(Saved entries)
......

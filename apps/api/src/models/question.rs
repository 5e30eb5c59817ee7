use std::fmt;
use std::str::FromStr;

use serde::{Deserialize, Serialize};
use sqlx::FromRow;
use uuid::Uuid;

use crate::errors::AppError;

#[derive(Debug, Clone, Copy, Serialize, Deserialize, PartialEq, Eq, PartialOrd, Ord, Hash)]
#[serde(rename_all = "snake_case")]
pub enum QuestionCategory {
    Behavioral,
    Technical,
    Situational,
    Company,
}

impl QuestionCategory {
    pub const ALL: [QuestionCategory; 4] = [
        QuestionCategory::Behavioral,
        QuestionCategory::Technical,
        QuestionCategory::Situational,
        QuestionCategory::Company,
    ];

    pub fn as_str(&self) -> &'static str {
        match self {
            QuestionCategory::Behavioral => "behavioral",
            QuestionCategory::Technical => "technical",
            QuestionCategory::Situational => "situational",
            QuestionCategory::Company => "company",
        }
    }
}

impl fmt::Display for QuestionCategory {
    fn fmt(&self, f: &mut fmt::Formatter<'_>) -> fmt::Result {
        f.write_str(self.as_str())
    }
}

impl FromStr for QuestionCategory {
    type Err = AppError;

    fn from_str(s: &str) -> Result<Self, Self::Err> {
        QuestionCategory::ALL
            .into_iter()
            .find(|c| c.as_str() == s)
            .ok_or_else(|| AppError::Validation(format!("Unknown question category '{s}'")))
    }
}

#[derive(Debug, Clone, Copy, Serialize, Deserialize, PartialEq, Eq, Hash)]
#[serde(rename_all = "snake_case")]
pub enum Difficulty {
    Entry,
    Mid,
    Senior,
}

impl Difficulty {
    pub fn as_str(&self) -> &'static str {
        match self {
            Difficulty::Entry => "entry",
            Difficulty::Mid => "mid",
            Difficulty::Senior => "senior",
        }
    }

    /// Planning estimate used for `estimated_duration_minutes`.
    pub fn minutes_per_question(&self) -> u32 {
        match self {
            Difficulty::Entry => 3,
            Difficulty::Mid => 5,
            Difficulty::Senior => 8,
        }
    }
}

impl fmt::Display for Difficulty {
    fn fmt(&self, f: &mut fmt::Formatter<'_>) -> fmt::Result {
        f.write_str(self.as_str())
    }
}

impl FromStr for Difficulty {
    type Err = AppError;

    fn from_str(s: &str) -> Result<Self, Self::Err> {
        match s {
            "entry" => Ok(Difficulty::Entry),
            "mid" => Ok(Difficulty::Mid),
            "senior" => Ok(Difficulty::Senior),
            other => Err(AppError::Validation(format!(
                "Unknown difficulty level '{other}'"
            ))),
        }
    }
}

/// STAR answer scaffold shown alongside a behavioral prompt.
#[derive(Debug, Clone, Serialize, Deserialize, PartialEq)]
pub struct StarFramework {
    pub situation: String,
    pub task: String,
    pub action: String,
    pub result: String,
}

#[derive(Debug, Clone, Serialize, Deserialize, PartialEq, FromRow)]
pub struct Role {
    pub id: Uuid,
    pub industry: String,
    pub name: String,
}

/// Full question content as resolved by the content provider.
#[derive(Debug, Clone, Serialize, Deserialize, PartialEq)]
pub struct Question {
    pub uuid: Uuid,
    pub role_id: Uuid,
    pub prompt: String,
    pub category: QuestionCategory,
    pub difficulty: Difficulty,
    #[serde(default)]
    pub expected_skills: Vec<String>,
    #[serde(default)]
    pub star_framework: Option<StarFramework>,
    #[serde(default)]
    pub interviewer_guidance: Option<String>,
}

/// Listing shape for `get_questions_by_role`.
#[derive(Debug, Clone, Serialize, Deserialize, PartialEq)]
pub struct QuestionSummary {
    pub uuid: Uuid,
    pub prompt: String,
    pub category: QuestionCategory,
    pub difficulty: Difficulty,
}

impl From<&Question> for QuestionSummary {
    fn from(question: &Question) -> Self {
        Self {
            uuid: question.uuid,
            prompt: question.prompt.clone(),
            category: question.category,
            difficulty: question.difficulty,
        }
    }
}

#[derive(Debug, Clone, FromRow)]
pub struct QuestionRow {
    pub uuid: Uuid,
    pub role_id: Uuid,
    pub prompt: String,
    pub category: String,
    pub difficulty: String,
    pub expected_skills: Vec<String>,
    pub star_framework: Option<sqlx::types::Json<StarFramework>>,
    pub interviewer_guidance: Option<String>,
}

impl TryFrom<QuestionRow> for Question {
    type Error = AppError;

    fn try_from(row: QuestionRow) -> Result<Self, Self::Error> {
        Ok(Question {
            uuid: row.uuid,
            role_id: row.role_id,
            prompt: row.prompt,
            category: row.category.parse()?,
            difficulty: row.difficulty.parse()?,
            expected_skills: row.expected_skills,
            star_framework: row.star_framework.map(|json| json.0),
            interviewer_guidance: row.interviewer_guidance,
        })
    }
}

#[cfg(test)]
mod tests {
    use super::*;

    #[test]
    fn test_category_round_trips_through_str() {
        for category in QuestionCategory::ALL {
            assert_eq!(category.as_str().parse::<QuestionCategory>().unwrap(), category);
        }
        assert!("leadership".parse::<QuestionCategory>().is_err());
    }

    #[test]
    fn test_difficulty_minutes() {
        assert_eq!(Difficulty::Entry.minutes_per_question(), 3);
        assert_eq!(Difficulty::Mid.minutes_per_question(), 5);
        assert_eq!(Difficulty::Senior.minutes_per_question(), 8);
    }

    #[test]
    fn test_question_deserializes_without_optional_content() {
        let question: Question = serde_json::from_value(serde_json::json!({
            "uuid": Uuid::nil(),
            "role_id": Uuid::nil(),
            "prompt": "Walk me through a recent outage you handled.",
            "category": "situational",
            "difficulty": "mid"
        }))
        .unwrap();
        assert!(question.expected_skills.is_empty());
        assert!(question.star_framework.is_none());
        assert_eq!(question.category, QuestionCategory::Situational);
    }

    #[test]
    fn test_row_with_bad_category_is_rejected() {
        let row = QuestionRow {
            uuid: Uuid::new_v4(),
            role_id: Uuid::new_v4(),
            prompt: "Why us?".to_string(),
            category: "trivia".to_string(),
            difficulty: "entry".to_string(),
            expected_skills: vec![],
            star_framework: None,
            interviewer_guidance: None,
        };
        assert!(Question::try_from(row).is_err());
    }
}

......

YOUR ASSIGNMENT
Copy all lines from the entries that contain the word "FromStr".

FINAL ANSWER
use std::str::FromStr;
impl FromStr for QuestionCategory {
impl FromStr for Difficulty {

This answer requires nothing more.